Fim do home office prejudica atração de talentos no Brasil
Estudo da Korn Ferry revela que redução do trabalho remoto dificulta contratações, apesar de não elevar demissões voluntárias
Estudo da Korn Ferry revela que fim do home office não gera demissões, mas dificulta a contratação de novos profissionais qualificados
A consultoria global Korn Ferry divulgou o estudo Tendências de RH no Brasil. O levantamento analisa a maturidade das práticas de gestão de pessoas atualmente. A maioria das empresas não identifica aumento nas demissões voluntárias agora. Cerca de 52% das organizações mantêm estabilidade nos índices de turnover. O foco central do relatório aborda a flexibilidade no ambiente corporativo. O estudo oferece subsídios estratégicos para as lideranças empresariais tomarem decisões.
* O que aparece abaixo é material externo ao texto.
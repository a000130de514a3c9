/// Game configuration constants and tunable parameters.
#[derive(Clone, Debug, PartialEq, Eq)]
#[cfg_attr(feature = "serde", derive(serde::Serialize, serde::Deserialize))]
#[cfg_attr(feature = "serde", serde(default))]
pub struct GameConfig {
    /// Heals a player may use inside a single room before the action is
    /// rejected. Resets when a new room is entered.
    pub max_heals_per_room: u32,
    /// Base healing amount per heal action, before the heal roll modifier.
    pub heal_amount: i32,
    /// Percent chance that a generated room holds a monster.
    pub monster_presence_percent: u32,
    /// Percent chance that a generated dungeon holds an artifact.
    pub artifact_presence_percent: u32,
    /// Gold found when searching a room is drawn from
    /// `[search_gold_min, search_gold_max]` and multiplied by player level.
    pub search_gold_min: u32,
    pub search_gold_max: u32,
    /// Score granted per cleared room, scaled by difficulty ordinal + 1.
    pub room_score_base: i64,
    /// Score granted on dungeon completion, scaled by difficulty ordinal + 1.
    pub dungeon_bonus_base: i64,
}

impl GameConfig {
    // ===== runtime-tunable defaults =====
    pub const DEFAULT_MAX_HEALS_PER_ROOM: u32 = 2;
    pub const DEFAULT_HEAL_AMOUNT: i32 = 20;
    pub const DEFAULT_MONSTER_PRESENCE_PERCENT: u32 = 80;
    pub const DEFAULT_ARTIFACT_PRESENCE_PERCENT: u32 = 50;
    pub const DEFAULT_SEARCH_GOLD_MIN: u32 = 10;
    pub const DEFAULT_SEARCH_GOLD_MAX: u32 = 49;
    pub const DEFAULT_ROOM_SCORE_BASE: i64 = 100;
    pub const DEFAULT_DUNGEON_BONUS_BASE: i64 = 500;

    pub fn new() -> Self {
        Self {
            max_heals_per_room: Self::DEFAULT_MAX_HEALS_PER_ROOM,
            heal_amount: Self::DEFAULT_HEAL_AMOUNT,
            monster_presence_percent: Self::DEFAULT_MONSTER_PRESENCE_PERCENT,
            artifact_presence_percent: Self::DEFAULT_ARTIFACT_PRESENCE_PERCENT,
            search_gold_min: Self::DEFAULT_SEARCH_GOLD_MIN,
            search_gold_max: Self::DEFAULT_SEARCH_GOLD_MAX,
            room_score_base: Self::DEFAULT_ROOM_SCORE_BASE,
            dungeon_bonus_base: Self::DEFAULT_DUNGEON_BONUS_BASE,
        }
    }

    pub fn with_max_heals_per_room(mut self, max_heals_per_room: u32) -> Self {
        self.max_heals_per_room = max_heals_per_room;
        self
    }
}

impl Default for GameConfig {
    fn default() -> Self {
        Self::new()
    }
}
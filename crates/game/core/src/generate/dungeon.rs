//! Dungeon factory.

use crate::config::GameConfig;
use crate::entity::{Difficulty, Dungeon, DungeonId};
use crate::env::{ContentOracle, RollProvider};

use super::{GenerateError, artifact::generate_artifact, pick, room::generate_room};

/// Generate a dungeon of `room_count` rooms scaled to the player's level.
///
/// Each room's difficulty is fixed by its index per
/// [`Difficulty::for_room_index`], so every dungeon ramps from Easy toward
/// Extreme. With the configured probability (50% by default) one artifact
/// is attached, rarity-weighted.
pub fn generate_dungeon(
    room_count: usize,
    player_level: i32,
    config: &GameConfig,
    rolls: &impl RollProvider,
    content: &(impl ContentOracle + ?Sized),
) -> Result<Dungeon, GenerateError> {
    let template = pick(content.dungeon_templates(), "dungeon templates", rolls)?;
    let mut dungeon = Dungeon::new(
        DungeonId::UNASSIGNED,
        template.name.clone(),
        template.description.clone(),
    );

    for index in 0..room_count {
        let difficulty = Difficulty::for_room_index(index, room_count);
        dungeon
            .rooms
            .push(generate_room(player_level, difficulty, config, rolls, content)?);
    }

    if rolls.percent(config.artifact_presence_percent) {
        dungeon.artifact = Some(generate_artifact(rolls, content)?);
    }

    Ok(dungeon)
}
//! In-memory player and monster stores.

use std::collections::HashMap;
use std::sync::Mutex;
use std::sync::atomic::{AtomicU64, Ordering};

use async_trait::async_trait;

use delve_core::entity::{Monster, MonsterId, Player, PlayerId};

use crate::error::{EngineError, Result};
use crate::repository::{MonsterRepository, PlayerRepository};

/// In-memory player store.
#[derive(Default)]
pub struct InMemoryPlayers {
    rows: Mutex<HashMap<u64, Player>>,
    next_id: AtomicU64,
}

impl InMemoryPlayers {
    pub fn new() -> Self {
        Self::default()
    }
}

#[async_trait]
impl PlayerRepository for InMemoryPlayers {
    async fn create(&self, mut player: Player) -> Result<Player> {
        let id = self.next_id.fetch_add(1, Ordering::Relaxed) + 1;
        player.id = PlayerId(id);
        self.rows.lock().unwrap().insert(id, player.clone());
        Ok(player)
    }

    async fn find(&self, id: PlayerId) -> Result<Option<Player>> {
        Ok(self.rows.lock().unwrap().get(&id.0).cloned())
    }

    async fn save(&self, player: &Player) -> Result<()> {
        let mut rows = self.rows.lock().unwrap();
        if !rows.contains_key(&player.id.0) {
            return Err(EngineError::not_found("player", player.id));
        }
        rows.insert(player.id.0, player.clone());
        Ok(())
    }

    async fn delete(&self, id: PlayerId) -> Result<()> {
        self.rows
            .lock()
            .unwrap()
            .remove(&id.0)
            .map(|_| ())
            .ok_or_else(|| EngineError::not_found("player", id))
    }
}

/// In-memory store for free-standing monsters.
#[derive(Default)]
pub struct InMemoryMonsters {
    rows: Mutex<HashMap<u64, Monster>>,
    next_id: AtomicU64,
}

impl InMemoryMonsters {
    pub fn new() -> Self {
        Self::default()
    }
}

#[async_trait]
impl MonsterRepository for InMemoryMonsters {
    async fn create(&self, mut monster: Monster) -> Result<Monster> {
        let id = self.next_id.fetch_add(1, Ordering::Relaxed) + 1;
        monster.id = MonsterId(id);
        self.rows.lock().unwrap().insert(id, monster.clone());
        Ok(monster)
    }

    async fn find(&self, id: MonsterId) -> Result<Option<Monster>> {
        Ok(self.rows.lock().unwrap().get(&id.0).cloned())
    }

    async fn save(&self, monster: &Monster) -> Result<()> {
        let mut rows = self.rows.lock().unwrap();
        if !rows.contains_key(&monster.id.0) {
            return Err(EngineError::not_found("monster", monster.id));
        }
        rows.insert(monster.id.0, monster.clone());
        Ok(())
    }

    async fn delete(&self, id: MonsterId) -> Result<()> {
        self.rows
            .lock()
            .unwrap()
            .remove(&id.0)
            .map(|_| ())
            .ok_or_else(|| EngineError::not_found("monster", id))
    }

    async fn list_by_level_range(&self, min: i32, max: i32) -> Result<Vec<Monster>> {
        let rows = self.rows.lock().unwrap();
        let mut monsters: Vec<Monster> = rows
            .values()
            .filter(|m| m.level >= min && m.level <= max)
            .cloned()
            .collect();
        monsters.sort_by_key(|m| m.id);
        Ok(monsters)
    }
}
//! In-memory repository implementations.
//!
//! Mutex-backed hash maps with the same contracts a database-backed
//! implementation would honor. Used by tests and by embedding clients that
//! do not need durability.

mod artifacts;
mod dungeons;
mod players;
mod scores;
mod sessions;

use std::sync::Arc;

pub use artifacts::InMemoryArtifacts;
pub use dungeons::InMemoryDungeons;
pub use players::{InMemoryMonsters, InMemoryPlayers};
pub use scores::{InMemoryHighScores, InMemoryHistories};
pub use sessions::InMemorySessions;

/// The full set of in-memory stores, wired together.
#[derive(Clone, Default)]
pub struct InMemoryWorld {
    pub players: Arc<InMemoryPlayers>,
    pub monsters: Arc<InMemoryMonsters>,
    pub dungeons: Arc<InMemoryDungeons>,
    pub artifacts: Arc<InMemoryArtifacts>,
    pub sessions: Arc<InMemorySessions>,
    pub high_scores: Arc<InMemoryHighScores>,
    pub histories: Arc<InMemoryHistories>,
}

impl InMemoryWorld {
    pub fn new() -> Self {
        Self::default()
    }
}
//! Game entity types.
//!
//! Entities are plain records owned by the persistence boundary; the rules
//! in [`crate::combat`] and [`crate::progression`] receive them by value or
//! mutable reference per operation and never mutate in the background.

mod artifact;
mod difficulty;
mod dungeon;
mod ids;
mod monster;
mod player;
mod room;
mod user;

pub use artifact::{Artifact, Rarity};
pub use difficulty::Difficulty;
pub use dungeon::Dungeon;
pub use ids::{ArtifactId, DungeonId, MonsterId, PlayerId, RoomId, SessionId, UserId};
pub use monster::{Monster, MonsterKind};
pub use player::{Player, PlayerAction};
pub use room::Room;
pub use user::{Admin, User, UserKind};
Como o fim do trabalho remoto impacta a atração de talentos qualificados?

A dificuldade em atrair novos profissionais aparece com força no relatório. Para 52% das empresas, modelos presenciais dificultam a aquisição de talentos. Áreas competitivas como tecnologia sentem mais os efeitos dessa rigidez organizacional. O trabalho híbrido segue associado a ganhos relevantes em resultados operacionais. Flexibilidade amplia o alcance geográfico para contratar pessoas fora dos centros. Profissionais demonstram maior aceitação por modelos que priorizam a qualidade de vida.
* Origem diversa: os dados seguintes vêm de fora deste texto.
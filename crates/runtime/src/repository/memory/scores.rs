//! In-memory high-score and history stores.

use std::collections::HashMap;
use std::sync::Mutex;

use async_trait::async_trait;

use delve_core::entity::{DungeonId, PlayerId};

use crate::error::Result;
use crate::repository::{HighScoreRepository, HistoryRepository};
use crate::score::{GameHistory, HighScore};

/// In-memory high-score store, one row per player.
#[derive(Default)]
pub struct InMemoryHighScores {
    rows: Mutex<HashMap<u64, HighScore>>,
}

impl InMemoryHighScores {
    pub fn new() -> Self {
        Self::default()
    }
}

#[async_trait]
impl HighScoreRepository for InMemoryHighScores {
    async fn find_by_player(&self, player_id: PlayerId) -> Result<Option<HighScore>> {
        Ok(self.rows.lock().unwrap().get(&player_id.0).cloned())
    }

    async fn save(&self, entry: &HighScore) -> Result<()> {
        self.rows
            .lock()
            .unwrap()
            .insert(entry.player_id.0, entry.clone());
        Ok(())
    }

    async fn top(&self, count: usize) -> Result<Vec<HighScore>> {
        let rows = self.rows.lock().unwrap();
        let mut entries: Vec<HighScore> = rows.values().cloned().collect();
        entries.sort_by(|a, b| b.score.cmp(&a.score));
        entries.truncate(count);
        Ok(entries)
    }

    async fn count_higher(&self, score: i64) -> Result<usize> {
        let rows = self.rows.lock().unwrap();
        Ok(rows.values().filter(|e| e.score > score).count())
    }
}

/// In-memory history store, one row per player.
#[derive(Default)]
pub struct InMemoryHistories {
    rows: Mutex<HashMap<u64, GameHistory>>,
}

impl InMemoryHistories {
    pub fn new() -> Self {
        Self::default()
    }
}

#[async_trait]
impl HistoryRepository for InMemoryHistories {
    async fn find_by_player(&self, player_id: PlayerId) -> Result<Option<GameHistory>> {
        Ok(self.rows.lock().unwrap().get(&player_id.0).cloned())
    }

    async fn save(&self, history: &GameHistory) -> Result<()> {
        self.rows
            .lock()
            .unwrap()
            .insert(history.player_id.0, history.clone());
        Ok(())
    }

    async fn list_completed(&self, player_id: PlayerId) -> Result<Vec<DungeonId>> {
        let rows = self.rows.lock().unwrap();
        Ok(rows
            .get(&player_id.0)
            .map(|h| h.completed_dungeons.clone())
            .unwrap_or_default())
    }
}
Aline Riccio, vice-presidente de Projetos de Aquisição de Talentos da Korn Ferry, analisa o cenário. Para a executiva, a flexibilidade se consolidou como uma estratégia de negócio real. Modelos flexíveis ampliam a autonomia e a autogestão dos colaboradores nas empresas. “Flexibilidade expande o acesso a talentos fora dos grandes centros urbanos”, afirma. Aline explica que o processo exige maturidade para preservar o engajamento e a cultura.
Quais são os principais riscos da rigidez nos modelos de trabalho atuais?

O principal desafio para os gestores está no equilíbrio entre modelos distintos. O maior risco identificado não é o modelo, mas a desigualdade percebida. Isso ocorre quando algumas áreas operam de forma remota e outras presencialmente. Regras variadas por departamento podem fragmentar a cultura organizacional de forma perigosa. A presença física precisa ter propósito claro e critérios de governança definidos. A falta de consistência impacta diretamente na retenção e produtividade das equipes.
Aline comenta que “o maior risco não é o modelo, mas a desigualdade percebida entre áreas”. Ela afirma que ser rígido demais vira uma desvantagem competitiva clara. Em talentos disputados, a flexibilidade é parte essencial do pacote de benefícios. Sem ela, a empresa perde atração e consistência cultural no longo prazo. Decisões sobre presença física devem ser orientadas por dados de produtividade.
Qual é a tendência para o formato de trabalho em 2026?

O horário flexível lidera como a prática mais difundida nas empresas brasileiras. Cerca de 65% das organizações apostam nesse modelo para o próximo ano. O formato híbrido com dias obrigatórios segue como a modalidade mais adotada. Atualmente, 51% das companhias utilizam regras fixas de presença no escritório. Apenas 6% das empresas mencionaram aumento dos dias remotos nos últimos meses. A tendência predominante aponta para a consolidação da gestão com intencionalidade.